In classe si può usare il telefono, sì o no? Quando si parla di era digitale viviamo nel mondo di mezzo del già ma non ancora. Come ci muoviamo, allora, visto che il principale device è proprio il cellulare?

Ci ho concordato la data di questo articolo. Lo uso per controllare la qualità della rete scolastica. Ci scrivo e pubblico circolari. Ci compilo il Registro elettronico e lo uso per consultare libri e siti per le lezioni. In questi giorni lo stiamo utilizzando a casa per pianificare le uscite in vacanza. Ci facciamo importanti eventi in diretta anche per seri convegni. Viene utilizzato per realizzare documentari video e digitali di azioni importanti. È ormai il principale canale di comunicazione della stragrande maggioranza delle persone al mondo. Ha persino surrogato l’aula nel periodo più buio della chiusura scolastica. Eppure è vietato a scuola! E non solo in Italia. Sta facendo discutere nel Regno Unito, infatti, la proposta del ministro dell’istruzione, Gavin Williamson, di imporre un divieto totale sull’uso dei telefonini da parte di bambini e ragazzi nelle scuole britanniche. Per ora è un’idea in discussione con presidi, insegnanti e sindacati. Siamo prossimi alla decisione definitiva, ma il ministro sembra intenzionato ad arrivare fino in fondo. In Gran Bretagna, la maggior parte degli istituti costringe già gli alunni a lasciare il telefonino nella borsa. Possono toglierlo soltanto all’ora di pranzo o durante gli intervalli. In molte scuole non è consentita nemmeno la consultazione in questi tempi liberi. Il dibattito è molto aperto. Da una parte c’è chi dice che “Parlare di telefonini è una distrazione” bisognerebbe “concentrarsi sulla salute mentale e il benessere dei minori”. Dall’altra parte alcuni presidi ritengono che “proibire a tappeto i telefonini in tutte le scuole non funzionerebbe perché ogni istituto ha esigenze diverse”. S’invocano studi più o meno recenti e più o meno scientifici. Sempre in Gran Bretagna secondo uno studio della “London School of Economics” il rendimento scolastico degli alunni migliora quando l’uso dei telefonini durante l’orario scolastico viene proibito.

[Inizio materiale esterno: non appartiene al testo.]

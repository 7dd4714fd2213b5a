//! Errors travelling through the middleware chain.
//!
//! A stage that cannot produce a response returns a [`MiddlewareError`]. The
//! variant is the discriminant error handlers use to tell a Celebrate
//! validation failure apart from anything else:
//!
//! | Variant | Produced by | Handled by |
//! |---------|-------------|------------|
//! | [`Validation`](MiddlewareError::Validation) | the celebrate stage | [`ErrorResponder`](crate::stages::ErrorResponder) |
//! | [`Other`](MiddlewareError::Other) | any other stage or handler | passed through untouched |

use celebrate_core::ValidationError;
use thiserror::Error;

/// A boxed, thread-safe error.
pub type BoxError = Box<dyn std::error::Error + Send + Sync + 'static>;

/// Error returned by a middleware stage, handler or error handler.
#[derive(Debug, Error)]
pub enum MiddlewareError {
    /// Request validation failed.
    #[error(transparent)]
    Validation(#[from] ValidationError),

    /// Any other failure.
    #[error("{0}")]
    Other(#[source] BoxError),
}

impl MiddlewareError {
    /// Wraps a foreign error.
    pub fn other<E>(error: E) -> Self
    where
        E: Into<BoxError>,
    {
        Self::Other(error.into())
    }

    /// Returns true for a Celebrate validation failure.
    #[must_use]
    pub fn is_validation(&self) -> bool {
        matches!(self, Self::Validation(_))
    }

    /// Returns the validation failure, if this is one.
    #[must_use]
    pub fn as_validation(&self) -> Option<&ValidationError> {
        match self {
            Self::Validation(error) => Some(error),
            Self::Other(_) => None,
        }
    }
}

/// Returns true when `error` was produced by the celebrate stage.
///
/// ```
/// use celebrate_core::ValidationError;
/// use celebrate_middleware::{is_celebrate_error, MiddlewareError};
///
/// assert!(is_celebrate_error(&MiddlewareError::from(ValidationError::new())));
/// assert!(!is_celebrate_error(&MiddlewareError::other("boom")));
/// ```
#[must_use]
pub fn is_celebrate_error(error: &MiddlewareError) -> bool {
    error.is_validation()
}

#[cfg(test)]
mod tests {
    use super::*;
    use celebrate_core::{EngineError, Segment};
    use std::error::Error as _;

    #[test]
    fn test_validation_display_is_transparent() {
        let mut inner = ValidationError::new();
        inner.add(Segment::Body, EngineError::new("bad"));
        let err = MiddlewareError::from(inner.clone());

        assert!(err.is_validation());
        assert_eq!(err.to_string(), inner.to_string());
        assert_eq!(err.as_validation(), Some(&inner));
    }

    #[test]
    fn test_other_keeps_source() {
        let io = std::io::Error::new(std::io::ErrorKind::Other, "disk on fire");
        let err = MiddlewareError::other(io);

        assert!(!err.is_validation());
        assert!(err.as_validation().is_none());
        assert_eq!(err.to_string(), "disk on fire");
        assert!(err.source().is_some());
    }

    #[test]
    fn test_error_with_validation_like_message_is_foreign() {
        let err = MiddlewareError::other("celebrate request validation failed");
        assert!(!is_celebrate_error(&err));
    }
}
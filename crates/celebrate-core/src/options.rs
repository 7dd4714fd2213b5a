//! Middleware, engine and responder options.
//!
//! Three option sets exist:
//!
//! - [`CelebrateOptions`] - interpreted by the pipeline (`mode`, `req_context`)
//! - [`ValidationOptions`] - forwarded to the schema engine untouched, except for
//!   the request context the pipeline injects when `req_context` is on
//! - [`ErrorsOptions`] - configure the error responder
//!
//! All three deserialize from camelCase or snake_case keys so they can be read
//! from JSON literals and from TOML configuration files alike.

use crate::error::ConfigurationError;
use serde::{Deserialize, Serialize};
use serde_json::{Map, Value};

/// Pipeline execution strategy.
#[derive(Debug, Clone, Copy, PartialEq, Eq, Hash, Default, Serialize, Deserialize)]
#[serde(rename_all = "snake_case")]
pub enum Mode {
    /// Stop at the first failing segment.
    #[default]
    Partial,
    /// Validate every segment and report every failure.
    Full,
}

impl Mode {
    /// Returns the mode name used in logs and configuration.
    #[must_use]
    pub const fn as_str(&self) -> &'static str {
        match self {
            Self::Partial => "partial",
            Self::Full => "full",
        }
    }
}

/// Options interpreted by the validation pipeline itself.
///
/// # Example
///
/// ```
/// use celebrate_core::{CelebrateOptions, Mode};
/// use serde_json::json;
///
/// let opts = CelebrateOptions::from_value(json!({ "reqContext": true, "mode": "full" })).unwrap();
/// assert!(opts.req_context);
/// assert_eq!(opts.mode, Mode::Full);
///
/// assert!(CelebrateOptions::from_value(json!({ "bogus": 1 })).is_err());
/// ```
#[derive(Debug, Clone, Copy, PartialEq, Eq, Default, Serialize, Deserialize)]
#[serde(default, deny_unknown_fields)]
pub struct CelebrateOptions {
    /// Expose the whole request to the engine as validation context.
    #[serde(alias = "reqContext")]
    pub req_context: bool,
    /// Execution strategy.
    pub mode: Mode,
}

impl CelebrateOptions {
    /// Creates options with the given mode and no request context.
    #[must_use]
    pub fn with_mode(mode: Mode) -> Self {
        Self {
            mode,
            ..Self::default()
        }
    }

    /// Enables or disables request-context injection.
    #[must_use]
    pub fn req_context(mut self, enabled: bool) -> Self {
        self.req_context = enabled;
        self
    }

    /// Parses options from a JSON value. `null` yields the defaults.
    pub fn from_value(value: Value) -> Result<Self, ConfigurationError> {
        if value.is_null() {
            return Ok(Self::default());
        }
        serde_json::from_value(value).map_err(|e| ConfigurationError::InvalidOptions {
            reason: e.to_string(),
        })
    }
}

/// Options forwarded to the schema engine.
///
/// The named fields are the knobs every bundled engine understands; anything
/// else lands in [`extra`](Self::extra) and is passed along unchanged.
#[derive(Debug, Clone, PartialEq, Serialize, Deserialize)]
#[serde(default)]
pub struct ValidationOptions {
    /// Report only the first violation of a segment.
    #[serde(alias = "abortEarly")]
    pub abort_early: bool,
    /// Coerce string input to the declared scalar type.
    pub convert: bool,
    /// Remove properties the schema does not declare.
    #[serde(alias = "stripUnknown")]
    pub strip_unknown: bool,
    /// Accept properties the schema does not declare.
    #[serde(alias = "allowUnknown")]
    pub allow_unknown: bool,
    /// HTML-escape violation messages.
    #[serde(alias = "escapeHtml")]
    pub escape_html: bool,
    /// Engine-specific options.
    #[serde(flatten)]
    pub extra: Map<String, Value>,
    /// Snapshot of the whole request, set by the pipeline when `req_context` is on.
    #[serde(skip)]
    pub context: Option<Value>,
}

impl Default for ValidationOptions {
    fn default() -> Self {
        Self {
            abort_early: true,
            convert: true,
            strip_unknown: false,
            allow_unknown: true,
            escape_html: false,
            extra: Map::new(),
            context: None,
        }
    }
}

impl ValidationOptions {
    /// Parses engine options from a JSON value. `null` yields the defaults.
    pub fn from_value(value: Value) -> Result<Self, ConfigurationError> {
        if value.is_null() {
            return Ok(Self::default());
        }
        serde_json::from_value(value).map_err(|e| ConfigurationError::InvalidOptions {
            reason: e.to_string(),
        })
    }

    /// Returns a copy of these options carrying the given request context.
    #[must_use]
    pub fn with_context(&self, context: Value) -> Self {
        Self {
            context: Some(context),
            ..self.clone()
        }
    }
}

/// Default status code of validation error responses.
pub const DEFAULT_STATUS_CODE: u16 = 400;

/// Options of the error responder.
#[derive(Debug, Clone, PartialEq, Eq, Serialize, Deserialize)]
#[serde(default, deny_unknown_fields)]
pub struct ErrorsOptions {
    /// Status code of the error response, within `400..=599`.
    #[serde(alias = "statusCode")]
    pub status_code: u16,
    /// Overrides the message of every validation error response.
    pub message: Option<String>,
}

impl Default for ErrorsOptions {
    fn default() -> Self {
        Self {
            status_code: DEFAULT_STATUS_CODE,
            message: None,
        }
    }
}

impl ErrorsOptions {
    /// Creates options with the given status code.
    #[must_use]
    pub fn with_status(status_code: u16) -> Self {
        Self {
            status_code,
            ..Self::default()
        }
    }

    /// Sets the message override.
    #[must_use]
    pub fn message(mut self, message: impl Into<String>) -> Self {
        self.message = Some(message.into());
        self
    }

    /// Checks that the status code is a client or server error.
    pub fn validate(&self) -> Result<(), ConfigurationError> {
        if (400..=599).contains(&self.status_code) {
            Ok(())
        } else {
            Err(ConfigurationError::InvalidStatusCode {
                status: self.status_code,
            })
        }
    }
}
//! Test fixtures for Celebrate development and testing.
//!
//! This module provides a tiny schema engine and pre-built requests that can be
//! used in tests across the Celebrate crates without pulling in a real schema
//! library.
//!
//! # Example
//!
//! ```
//! use celebrate_core::fixtures::{user_request, KeysEngine};
//! use celebrate_core::{Celebrate, CelebrateOptions, ValidationOptions};
//! use serde_json::json;
//! use std::sync::Arc;
//!
//! let celebrate = Celebrate::new(
//!     json!({ "body": { "required": ["first"] } }),
//!     ValidationOptions::default(),
//!     CelebrateOptions::default(),
//!     Arc::new(KeysEngine),
//! )
//! .unwrap();
//!
//! let mut req = user_request();
//! assert!(futures_util::FutureExt::now_or_never(celebrate.validate(&mut req)).unwrap().is_ok());
//! ```

use crate::engine::{CompiledSchema, FnSchema, SchemaEngine};
use crate::error::{EngineError, Violation};
use crate::options::ValidationOptions;
use crate::request::PlainRequest;
use crate::segment::Segment;
use serde_json::{json, Map, Value};
use std::sync::Arc;

/// A minimal engine over object keys.
///
/// A schema is an object with two optional members:
///
/// - `required`: keys that must be present
/// - `defaults`: values filled in for absent keys
///
/// The segment value must be an object. Missing keys are reported with the
/// `required` kind, one violation each, in schema order.
#[derive(Debug, Clone, Copy, Default)]
pub struct KeysEngine;

impl SchemaEngine for KeysEngine {
    fn name(&self) -> &'static str {
        "keys"
    }

    fn compile(&self, segment: Segment, raw: &Value) -> Result<Arc<dyn CompiledSchema>, String> {
        let Value::Object(schema) = raw else {
            return Err(format!("{segment} schema must be an object"));
        };
        let required: Vec<String> = match schema.get("required") {
            None => Vec::new(),
            Some(Value::Array(keys)) => keys
                .iter()
                .map(|k| k.as_str().map(str::to_string).ok_or("required keys must be strings"))
                .collect::<Result<_, _>>()?,
            Some(_) => return Err("required must be an array".to_string()),
        };
        let defaults = match schema.get("defaults") {
            None => Map::new(),
            Some(Value::Object(map)) => map.clone(),
            Some(_) => return Err("defaults must be an object".to_string()),
        };

        Ok(Arc::new(FnSchema::new(move |value: &Value, options: &ValidationOptions| {
            check_keys(segment, &required, &defaults, value, options)
        })))
    }
}

fn check_keys(
    segment: Segment,
    required: &[String],
    defaults: &Map<String, Value>,
    value: &Value,
    options: &ValidationOptions,
) -> Result<Option<Value>, EngineError> {
    let Value::Object(map) = value else {
        return Err(EngineError::from_violations(vec![Violation::new(
            Vec::new(),
            format!("\"{segment}\" must be of type object"),
            "type",
        )]));
    };

    let mut violations = Vec::new();
    for key in required {
        if !map.contains_key(key) {
            violations.push(Violation::new(
                vec![key.clone()],
                format!("\"{key}\" is required"),
                "required",
            ));
            if options.abort_early {
                break;
            }
        }
    }
    if !violations.is_empty() {
        return Err(EngineError::from_violations(violations));
    }

    let missing: Vec<(&String, &Value)> = defaults.iter().filter(|(k, _)| !map.contains_key(*k)).collect();
    if missing.is_empty() {
        return Ok(None);
    }
    let mut out = map.clone();
    for (key, default) in missing {
        out.insert(key.clone(), default.clone());
    }
    Ok(Some(Value::Object(out)))
}

/// Creates a `POST /users/{userId}` request with a JSON body.
///
/// ```
/// use celebrate_core::fixtures::user_request;
/// use celebrate_core::{Segment, SegmentedRequest};
///
/// let req = user_request();
/// assert_eq!(req.method(), "POST");
/// assert_eq!(req.segment(Segment::Params)["userId"], "42");
/// ```
#[must_use]
pub fn user_request() -> PlainRequest {
    PlainRequest::new("POST")
        .with(Segment::Headers, json!({ "accept": "application/json", "host": "localhost" }))
        .with(Segment::Params, json!({ "userId": "42" }))
        .with(Segment::Query, json!({}))
        .with(Segment::Cookies, json!({}))
        .with(Segment::SignedCookies, json!({}))
        .with(Segment::Body, json!({ "first": "john" }))
}
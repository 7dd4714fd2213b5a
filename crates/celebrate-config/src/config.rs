//! Main configuration types.
//!
//! This module provides the top-level [`CelebrateConfig`] struct and its builder.

use std::sync::Arc;

use celebrate_core::{CelebrateOptions, Celebrator, ErrorsOptions, Mode, SchemaEngine, ValidationOptions};
use serde::{Deserialize, Serialize};

use crate::{ConfigError, LogFormat, LoggingConfig};

/// Complete Celebrate configuration.
///
/// Use [`ConfigLoader`](crate::ConfigLoader) to load configuration from files
/// and environment variables.
///
/// # Example
///
/// ```
/// use celebrate_config::CelebrateConfig;
///
/// let config = CelebrateConfig::default();
/// assert_eq!(config.errors.status_code, 400);
/// assert!(config.validation.abort_early);
/// ```
#[derive(Debug, Clone, Serialize, Deserialize, PartialEq, Default)]
#[serde(deny_unknown_fields)]
pub struct CelebrateConfig {
    /// Pipeline options (`mode`, `req_context`).
    #[serde(default)]
    pub celebrate: CelebrateOptions,

    /// Options forwarded to the schema engine.
    #[serde(default)]
    pub validation: ValidationOptions,

    /// Error responder options.
    #[serde(default)]
    pub errors: ErrorsOptions,

    /// Logging configuration.
    #[serde(default)]
    pub logging: LoggingConfig,
}

impl CelebrateConfig {
    /// Create a new configuration builder.
    #[must_use]
    pub fn builder() -> CelebrateConfigBuilder {
        CelebrateConfigBuilder::new()
    }

    /// Validate the configuration.
    ///
    /// # Errors
    ///
    /// Returns `ConfigError::InvalidValue` if:
    /// - The error status code is outside `400..=599`
    /// - The log level is not a valid filter directive
    pub fn validate(&self) -> Result<(), ConfigError> {
        self.errors
            .validate()
            .map_err(|e| ConfigError::invalid_value("errors.status_code", e.to_string()))?;

        if self.logging.enabled {
            celebrate_telemetry::create_env_filter(&self.logging.level)
                .map_err(|e| ConfigError::invalid_value("logging.level", e.to_string()))?;
        }

        Ok(())
    }

    /// Create a development configuration preset.
    ///
    /// This preset favors complete feedback:
    /// - Every failing segment and every violation is reported
    /// - Pretty log formatting at debug level with source locations
    ///
    /// # Example
    ///
    /// ```
    /// use celebrate_config::CelebrateConfig;
    /// use celebrate_core::Mode;
    ///
    /// let config = CelebrateConfig::development();
    /// assert_eq!(config.celebrate.mode, Mode::Full);
    /// assert_eq!(config.logging.level, "debug");
    /// ```
    #[must_use]
    pub fn development() -> Self {
        let mut config = Self::default();

        config.celebrate.mode = Mode::Full;
        config.validation.abort_early = false;

        config.logging.level = "debug".to_string();
        config.logging.format = LogFormat::Pretty;
        config.logging.include_location = true;

        config
    }

    /// Create a production configuration preset.
    ///
    /// This preset favors short, safe responses:
    /// - Stop at the first failing segment and violation
    /// - HTML-escaped violation messages
    /// - JSON logs at info level
    ///
    /// # Example
    ///
    /// ```
    /// use celebrate_config::{CelebrateConfig, LogFormat};
    ///
    /// let config = CelebrateConfig::production();
    /// assert!(config.validation.escape_html);
    /// assert_eq!(config.logging.format, LogFormat::Json);
    /// ```
    #[must_use]
    pub fn production() -> Self {
        let mut config = Self::default();

        config.celebrate.mode = Mode::Partial;
        config.validation.abort_early = true;
        config.validation.escape_html = true;

        config.logging.level = "info".to_string();
        config.logging.format = LogFormat::Json;

        config
    }

    /// Returns a middleware builder preconfigured with these options.
    ///
    /// ```
    /// use celebrate_config::CelebrateConfig;
    /// use celebrate_core::fixtures::KeysEngine;
    /// use celebrate_core::Mode;
    /// use serde_json::json;
    /// use std::sync::Arc;
    ///
    /// let celebrator = CelebrateConfig::development().celebrator(Arc::new(KeysEngine));
    /// let celebrate = celebrator.build(json!({ "body": { "required": ["first"] } })).unwrap();
    /// assert_eq!(celebrate.mode(), Mode::Full);
    /// ```
    #[must_use]
    pub fn celebrator(&self, engine: Arc<dyn SchemaEngine>) -> Celebrator {
        Celebrator::new(engine)
            .options(self.celebrate)
            .engine_options(self.validation.clone())
    }
}

/// Builder for [`CelebrateConfig`].
#[derive(Debug, Default)]
pub struct CelebrateConfigBuilder {
    celebrate: Option<CelebrateOptions>,
    validation: Option<ValidationOptions>,
    errors: Option<ErrorsOptions>,
    logging: Option<LoggingConfig>,
}

impl CelebrateConfigBuilder {
    /// Create a new builder with default values.
    #[must_use]
    pub fn new() -> Self {
        Self::default()
    }

    /// Set the pipeline options.
    #[must_use]
    pub fn celebrate(mut self, celebrate: CelebrateOptions) -> Self {
        self.celebrate = Some(celebrate);
        self
    }

    /// Set the engine options.
    #[must_use]
    pub fn validation(mut self, validation: ValidationOptions) -> Self {
        self.validation = Some(validation);
        self
    }

    /// Set the error responder options.
    #[must_use]
    pub fn errors(mut self, errors: ErrorsOptions) -> Self {
        self.errors = Some(errors);
        self
    }

    /// Set the logging configuration.
    #[must_use]
    pub fn logging(mut self, logging: LoggingConfig) -> Self {
        self.logging = Some(logging);
        self
    }

    /// Build the configuration.
    ///
    /// Any unset sections will use their default values.
    #[must_use]
    pub fn build(self) -> CelebrateConfig {
        CelebrateConfig {
            celebrate: self.celebrate.unwrap_or_default(),
            validation: self.validation.unwrap_or_default(),
            errors: self.errors.unwrap_or_default(),
            logging: self.logging.unwrap_or_default(),
        }
    }

    /// Build and validate the configuration.
    ///
    /// # Errors
    ///
    /// Returns `ConfigError` if validation fails.
    pub fn build_validated(self) -> Result<CelebrateConfig, ConfigError> {
        let config = self.build();
        config.validate()?;
        Ok(config)
    }
}

#[cfg(test)]
mod tests {
    use super::*;

    #[test]
    fn test_default_config() {
        let config = CelebrateConfig::default();
        assert_eq!(config.celebrate.mode, Mode::Partial);
        assert!(!config.celebrate.req_context);
        assert!(config.validation.convert);
        assert_eq!(config.errors.status_code, 400);
        assert_eq!(config.logging.level, "info");
        assert!(config.validate().is_ok());
    }

    #[test]
    fn test_builder_sections() {
        let config = CelebrateConfig::builder()
            .celebrate(CelebrateOptions::with_mode(Mode::Full))
            .errors(ErrorsOptions::with_status(422))
            .build();

        assert_eq!(config.celebrate.mode, Mode::Full);
        assert_eq!(config.errors.status_code, 422);
        // Other sections use defaults
        assert_eq!(config.validation, ValidationOptions::default());
        assert_eq!(config.logging, LoggingConfig::default());
    }

    #[test]
    fn test_validate_status_code() {
        let result = CelebrateConfig::builder()
            .errors(ErrorsOptions::with_status(302))
            .build_validated();

        let err = result.unwrap_err();
        assert!(err.to_string().contains("errors.status_code"));
    }

    #[test]
    fn test_validate_log_level() {
        let result = CelebrateConfig::builder()
            .logging(LoggingConfig {
                level: "celebrate=loud".to_string(),
                ..Default::default()
            })
            .build_validated();

        assert!(result.unwrap_err().to_string().contains("logging.level"));
    }

    #[test]
    fn test_presets() {
        let dev = CelebrateConfig::development();
        assert!(!dev.validation.abort_early);
        assert_eq!(dev.logging.format, LogFormat::Pretty);
        assert!(dev.logging.include_location);

        let prod = CelebrateConfig::production();
        assert_eq!(prod.celebrate.mode, Mode::Partial);
        assert!(prod.validation.abort_early);
        assert!(prod.validation.escape_html);
        assert!(prod.validate().is_ok());
    }

    #[test]
    fn test_toml_deserialization() {
        let toml_str = r#"
            [celebrate]
            mode = "full"
            req_context = true

            [validation]
            strip_unknown = true

            [errors]
            status_code = 422
            message = "invalid request"
        "#;

        let config: CelebrateConfig = toml::from_str(toml_str).unwrap();
        assert_eq!(config.celebrate.mode, Mode::Full);
        assert!(config.celebrate.req_context);
        assert!(config.validation.strip_unknown);
        assert!(config.validation.convert);
        assert_eq!(config.errors.status_code, 422);
        assert_eq!(config.errors.message.as_deref(), Some("invalid request"));
    }

    #[test]
    fn test_unknown_field_rejected() {
        let result: Result<CelebrateConfig, _> = toml::from_str("[server]\nhttp_addr = \"0.0.0.0:80\"");
        assert!(result.is_err());

        let result: Result<CelebrateConfig, _> = toml::from_str("[errors]\nstatus = 400");
        assert!(result.is_err());
    }
}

E in Italia? La situazione è un po’ schizofrenica. Vige ancora una Direttiva del 15/03/2007, firmata dall’allora ministro Giuseppe Fioroni che, di fatto, sancisce il dovere di non utilizzare il telefono cellulare, o altri dispositivi elettronici, durante lo svolgimento delle attività didattiche. La cosa vale anche per i docenti. E varrebbe anche durante le visite guidate che si configurano come “attività didattica”. Va considerata, infine, la questione della privacy. Eventuali fotografie o riprese fatte con i video-telefonini a compagni e al personale docente e non docente, senza il consenso scritto delle persone si configurano come violazione della privacy, perseguibile quindi per legge. La direttiva in questione prevede delle eccezioni descritte dai regolamenti di istituto che devono decidere come far attuare tale regolamento ed eventualmente le sanzioni da irrorare in caso di mancato rispetto. Leggendo meglio tale documento traspare però una visione ristretta dell’accezione della perifrasi “uso del cellulare a scuola” limitandosi a vederne solo la funzione comunicativa. Sono passati, infatti, 15 anni da tale direttiva e ne è passata di acqua sotto i ponti: la stragrande maggioranza delle App disponibili oggi per gli smartphone allora non esisteva. E non c’erano le esigenze che ci sono ora. Giusto per fare un esempio. In quegli anni, il registro era cartaceo. Oggi quasi tutti gli istituti dispongono di un registro digitale, ma non di un computer in ogni aula. Come si districa un docente che deve firmare ed annotare?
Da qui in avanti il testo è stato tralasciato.